━━ DATA SECTION ━━

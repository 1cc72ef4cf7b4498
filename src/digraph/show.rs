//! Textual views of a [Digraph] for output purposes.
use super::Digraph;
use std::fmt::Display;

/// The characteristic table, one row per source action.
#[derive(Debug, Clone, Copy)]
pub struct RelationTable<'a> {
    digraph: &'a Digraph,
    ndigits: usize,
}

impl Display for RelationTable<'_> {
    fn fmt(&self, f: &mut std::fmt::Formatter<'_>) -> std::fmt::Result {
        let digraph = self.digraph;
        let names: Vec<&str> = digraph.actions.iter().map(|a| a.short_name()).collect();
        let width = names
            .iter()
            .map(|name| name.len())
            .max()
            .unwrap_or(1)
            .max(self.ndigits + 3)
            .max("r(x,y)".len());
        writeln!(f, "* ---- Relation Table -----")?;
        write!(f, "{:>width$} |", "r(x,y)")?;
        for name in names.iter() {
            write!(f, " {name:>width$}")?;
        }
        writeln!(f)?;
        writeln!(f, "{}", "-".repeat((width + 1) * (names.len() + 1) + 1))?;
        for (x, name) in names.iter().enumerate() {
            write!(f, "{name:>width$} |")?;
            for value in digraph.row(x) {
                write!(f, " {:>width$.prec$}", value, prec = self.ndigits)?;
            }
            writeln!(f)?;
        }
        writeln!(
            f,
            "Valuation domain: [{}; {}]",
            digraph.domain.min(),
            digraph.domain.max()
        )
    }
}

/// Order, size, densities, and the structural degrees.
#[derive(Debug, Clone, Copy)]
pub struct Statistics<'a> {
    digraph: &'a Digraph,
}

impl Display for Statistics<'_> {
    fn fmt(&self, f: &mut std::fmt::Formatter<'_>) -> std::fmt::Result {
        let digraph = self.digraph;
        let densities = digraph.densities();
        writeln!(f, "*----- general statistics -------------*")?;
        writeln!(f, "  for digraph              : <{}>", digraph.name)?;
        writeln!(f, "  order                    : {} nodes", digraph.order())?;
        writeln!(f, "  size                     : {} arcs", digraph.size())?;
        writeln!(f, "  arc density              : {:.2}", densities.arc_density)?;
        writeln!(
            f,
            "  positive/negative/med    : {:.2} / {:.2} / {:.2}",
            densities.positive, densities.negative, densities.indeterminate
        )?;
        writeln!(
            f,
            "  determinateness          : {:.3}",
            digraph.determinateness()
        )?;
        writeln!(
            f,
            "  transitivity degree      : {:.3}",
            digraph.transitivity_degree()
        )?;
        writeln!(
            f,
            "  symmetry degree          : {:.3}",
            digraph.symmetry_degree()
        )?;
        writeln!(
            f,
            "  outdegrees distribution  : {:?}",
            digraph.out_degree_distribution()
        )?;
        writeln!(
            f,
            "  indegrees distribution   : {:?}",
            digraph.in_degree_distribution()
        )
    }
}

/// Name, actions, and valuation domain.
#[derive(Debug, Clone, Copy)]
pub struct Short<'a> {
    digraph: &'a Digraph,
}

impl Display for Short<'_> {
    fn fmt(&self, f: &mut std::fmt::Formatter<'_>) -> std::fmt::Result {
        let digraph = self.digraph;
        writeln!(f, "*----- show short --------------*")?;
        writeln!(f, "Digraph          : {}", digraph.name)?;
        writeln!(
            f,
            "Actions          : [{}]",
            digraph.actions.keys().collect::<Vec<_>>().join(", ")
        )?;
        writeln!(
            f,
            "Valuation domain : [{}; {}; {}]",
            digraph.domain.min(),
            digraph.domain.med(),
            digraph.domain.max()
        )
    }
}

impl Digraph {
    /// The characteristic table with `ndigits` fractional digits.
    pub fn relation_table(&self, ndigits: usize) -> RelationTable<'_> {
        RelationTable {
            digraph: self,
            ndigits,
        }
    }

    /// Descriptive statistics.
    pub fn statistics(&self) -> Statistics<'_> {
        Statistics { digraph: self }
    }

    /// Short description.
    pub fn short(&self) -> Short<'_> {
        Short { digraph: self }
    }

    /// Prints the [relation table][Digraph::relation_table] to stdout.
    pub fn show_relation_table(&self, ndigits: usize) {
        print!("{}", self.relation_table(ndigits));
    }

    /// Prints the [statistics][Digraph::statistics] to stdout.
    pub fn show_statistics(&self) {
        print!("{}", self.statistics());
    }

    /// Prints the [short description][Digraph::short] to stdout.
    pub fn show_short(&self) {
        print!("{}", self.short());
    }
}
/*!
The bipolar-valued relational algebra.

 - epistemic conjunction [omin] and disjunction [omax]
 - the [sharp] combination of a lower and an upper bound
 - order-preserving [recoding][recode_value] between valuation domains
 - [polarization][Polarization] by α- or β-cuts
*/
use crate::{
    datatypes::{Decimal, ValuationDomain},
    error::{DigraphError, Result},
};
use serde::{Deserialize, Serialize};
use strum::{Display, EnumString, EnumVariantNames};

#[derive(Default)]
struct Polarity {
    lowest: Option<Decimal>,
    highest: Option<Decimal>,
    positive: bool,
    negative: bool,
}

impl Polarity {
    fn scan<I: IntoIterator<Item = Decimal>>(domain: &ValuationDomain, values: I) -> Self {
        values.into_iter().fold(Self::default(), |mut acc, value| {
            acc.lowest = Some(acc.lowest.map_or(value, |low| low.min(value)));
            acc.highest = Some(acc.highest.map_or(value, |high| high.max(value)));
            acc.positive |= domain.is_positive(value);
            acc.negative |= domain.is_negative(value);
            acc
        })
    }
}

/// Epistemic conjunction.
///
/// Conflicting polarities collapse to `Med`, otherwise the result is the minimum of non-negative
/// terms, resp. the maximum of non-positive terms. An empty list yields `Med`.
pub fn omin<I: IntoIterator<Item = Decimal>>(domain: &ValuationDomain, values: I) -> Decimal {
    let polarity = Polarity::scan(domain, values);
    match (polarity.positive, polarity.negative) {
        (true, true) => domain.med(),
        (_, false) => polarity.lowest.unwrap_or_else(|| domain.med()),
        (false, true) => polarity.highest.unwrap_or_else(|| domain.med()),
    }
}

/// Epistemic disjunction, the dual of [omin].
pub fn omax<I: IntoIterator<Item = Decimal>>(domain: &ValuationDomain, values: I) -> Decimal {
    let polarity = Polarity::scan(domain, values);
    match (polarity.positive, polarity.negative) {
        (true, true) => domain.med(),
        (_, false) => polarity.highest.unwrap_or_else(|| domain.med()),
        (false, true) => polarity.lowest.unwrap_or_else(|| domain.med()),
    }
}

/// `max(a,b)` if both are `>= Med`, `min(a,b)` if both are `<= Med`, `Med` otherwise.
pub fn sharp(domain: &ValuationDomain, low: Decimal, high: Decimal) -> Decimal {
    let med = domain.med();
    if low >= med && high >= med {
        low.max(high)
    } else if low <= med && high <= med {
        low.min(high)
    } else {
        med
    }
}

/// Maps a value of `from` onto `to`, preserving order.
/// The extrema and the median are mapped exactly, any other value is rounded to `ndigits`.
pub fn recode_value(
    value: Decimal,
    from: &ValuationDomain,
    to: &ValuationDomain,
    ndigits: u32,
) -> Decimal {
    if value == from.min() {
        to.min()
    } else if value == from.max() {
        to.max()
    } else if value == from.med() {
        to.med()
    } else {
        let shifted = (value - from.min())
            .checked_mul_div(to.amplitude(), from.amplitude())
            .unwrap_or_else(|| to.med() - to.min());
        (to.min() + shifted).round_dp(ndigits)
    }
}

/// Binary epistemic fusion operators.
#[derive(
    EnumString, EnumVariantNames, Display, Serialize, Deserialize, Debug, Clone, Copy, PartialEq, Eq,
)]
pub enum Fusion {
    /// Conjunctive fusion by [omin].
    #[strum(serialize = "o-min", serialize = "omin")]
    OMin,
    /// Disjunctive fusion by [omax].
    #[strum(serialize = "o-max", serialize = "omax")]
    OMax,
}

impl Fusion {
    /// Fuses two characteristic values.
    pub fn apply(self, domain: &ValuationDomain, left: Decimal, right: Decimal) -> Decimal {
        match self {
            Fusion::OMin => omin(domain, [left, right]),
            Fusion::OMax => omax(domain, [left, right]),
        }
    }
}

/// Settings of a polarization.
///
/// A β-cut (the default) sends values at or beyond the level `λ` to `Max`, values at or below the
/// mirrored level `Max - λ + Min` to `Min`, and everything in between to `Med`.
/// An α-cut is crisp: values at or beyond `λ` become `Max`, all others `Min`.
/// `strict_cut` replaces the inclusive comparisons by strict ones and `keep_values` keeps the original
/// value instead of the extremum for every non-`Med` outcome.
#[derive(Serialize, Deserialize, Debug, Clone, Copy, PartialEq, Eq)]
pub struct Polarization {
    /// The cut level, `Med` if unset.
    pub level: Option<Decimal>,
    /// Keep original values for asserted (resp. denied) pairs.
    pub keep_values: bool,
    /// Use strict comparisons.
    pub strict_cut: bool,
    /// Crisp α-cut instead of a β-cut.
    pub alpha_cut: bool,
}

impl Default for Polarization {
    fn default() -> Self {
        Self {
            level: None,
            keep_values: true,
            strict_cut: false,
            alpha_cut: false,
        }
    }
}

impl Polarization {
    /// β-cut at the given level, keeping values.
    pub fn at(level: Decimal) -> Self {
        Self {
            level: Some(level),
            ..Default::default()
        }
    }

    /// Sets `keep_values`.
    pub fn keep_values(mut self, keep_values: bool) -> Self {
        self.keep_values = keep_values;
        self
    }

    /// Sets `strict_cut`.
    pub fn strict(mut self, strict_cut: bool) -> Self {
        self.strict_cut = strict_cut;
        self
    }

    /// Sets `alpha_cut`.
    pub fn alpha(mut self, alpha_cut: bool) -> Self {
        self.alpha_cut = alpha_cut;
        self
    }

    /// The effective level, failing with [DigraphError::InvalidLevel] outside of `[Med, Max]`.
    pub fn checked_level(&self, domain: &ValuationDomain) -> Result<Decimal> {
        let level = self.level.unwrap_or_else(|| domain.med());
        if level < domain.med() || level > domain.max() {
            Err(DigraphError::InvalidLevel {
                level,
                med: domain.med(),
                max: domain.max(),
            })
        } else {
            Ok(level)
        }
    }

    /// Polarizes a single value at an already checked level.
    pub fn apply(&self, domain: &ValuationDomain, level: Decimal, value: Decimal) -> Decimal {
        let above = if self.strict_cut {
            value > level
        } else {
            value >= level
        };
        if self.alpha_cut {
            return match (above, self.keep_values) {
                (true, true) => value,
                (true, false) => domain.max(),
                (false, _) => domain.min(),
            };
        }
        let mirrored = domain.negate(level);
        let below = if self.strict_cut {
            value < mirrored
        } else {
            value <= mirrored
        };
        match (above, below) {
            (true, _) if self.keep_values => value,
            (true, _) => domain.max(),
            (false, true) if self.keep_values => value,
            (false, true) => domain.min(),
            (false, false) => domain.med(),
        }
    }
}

━━━

### WORK TASK
All lines from the opening of the material through the line that contains "impl Display for RelationTable<'_>" are to be printed exactly, with no others.

### ANSWER FOR THE TASK
repository 1cc72ef4cf7b4498
filename src/digraph/show.rs
//! Textual views of a [Digraph] for output purposes.
use super::Digraph;
use std::fmt::Display;

/// The characteristic table, one row per source action.
#[derive(Debug, Clone, Copy)]
pub struct RelationTable<'a> {
    digraph: &'a Digraph,
    ndigits: usize,
}

impl Display for RelationTable<'_> {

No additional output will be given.